Muchas personas que han recibido formación comercial han sentido la decepción y las ganas de abandonar al no alcanzar los objetivos propuestos. Para evitar esto, destacaremos una serie de condiciones sine qua non para analizar y fomentar antes de tomar ninguna decisión sobre nuestro futuro.
En primer lugar debemos formarnos con profesionales reales en el sector, que fomenten las habilidades sociales necesarias para hacer de nosotros vendedores con alta probabilidad de éxito.
El secreto fundamental se basa en la autoestima. En cualquier proceso de venta, la personalidad del vendedor es fundamental. Es necesario valorarse y sentirse capaz de marcar el ritmo de la venta, asimilando las opiniones del cliente y ofreciendo alternativas sobre la marcha, pero siempre sin actuar con altivez o presunción pues puede herir u ofender al futuro comprador.
La asertividad es otro pilar fundamental. Ser asertivo es saber ser comunicativo, cumpliendo con argumentaciones y exposiciones una serie lógica en la conversación, siguiendo una serie de pasos lógicos que hagan más fácil su seguimiento al interlocutor, y por supuesto que se sienta atraído por nuestras ideas.
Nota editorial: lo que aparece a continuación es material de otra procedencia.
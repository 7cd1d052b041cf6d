use std::io::Read;

use crate::error::{Result, TransportError};

/// A readable stream that can remember a position and return to it.
///
/// The contract mirrors a classic buffered input stream: after
/// [`mark`](Markable::mark), up to `read_limit` bytes may be read and
/// [`reset`](Markable::reset) still returns to the marked position. Reading
/// further may invalidate the mark.
pub trait Markable: Read {
    /// Remember the current position.
    fn mark(&mut self, read_limit: usize) -> Result<()>;

    /// Rewind to the last mark. The mark stays in place.
    fn reset(&mut self) -> Result<()>;

    /// Largest read limit this stream can honour, `None` when unbounded.
    fn mark_capacity(&self) -> Option<usize>;

    /// Discard exactly `n` bytes.
    fn skip(&mut self, n: usize) -> Result<()> {
        let mut limited = Read::take(&mut *self, n as u64);
        let skipped = std::io::copy(&mut limited, &mut std::io::sink())?;
        if skipped < n as u64 {
            return Err(TransportError::Truncated {
                expected: n,
                actual: skipped as usize,
            });
        }
        Ok(())
    }
}

impl<M: Markable + ?Sized> Markable for &mut M {
    fn mark(&mut self, read_limit: usize) -> Result<()> {
        (**self).mark(read_limit)
    }

    fn reset(&mut self) -> Result<()> {
        (**self).reset()
    }

    fn mark_capacity(&self) -> Option<usize> {
        (**self).mark_capacity()
    }

    fn skip(&mut self, n: usize) -> Result<()> {
        (**self).skip(n)
    }
}

impl<M: Markable + ?Sized> Markable for Box<M> {
    fn mark(&mut self, read_limit: usize) -> Result<()> {
        (**self).mark(read_limit)
    }

    fn reset(&mut self) -> Result<()> {
        (**self).reset()
    }

    fn mark_capacity(&self) -> Option<usize> {
        (**self).mark_capacity()
    }

    fn skip(&mut self, n: usize) -> Result<()> {
        (**self).skip(n)
    }
}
Para conseguir esto, debemos conocer a fondo dos elementos: el producto y el cliente. Nuestro producto es nuestra arma, debemos saber cómo usarla, como responder a las preguntas que puede suscitar y por supuesto, tenemos que conocer a nuestro cliente, y su necesidad, puesto que así podremos cubrirla.
Planear objetivos a largo plazo es otro punto a tener en cuenta, para fijar un plan integral de venta para llegar a un alto rendimiento. Técnicas como el up-selling o el cross-selling pueden servirnos para aumentar los resultados de una venta.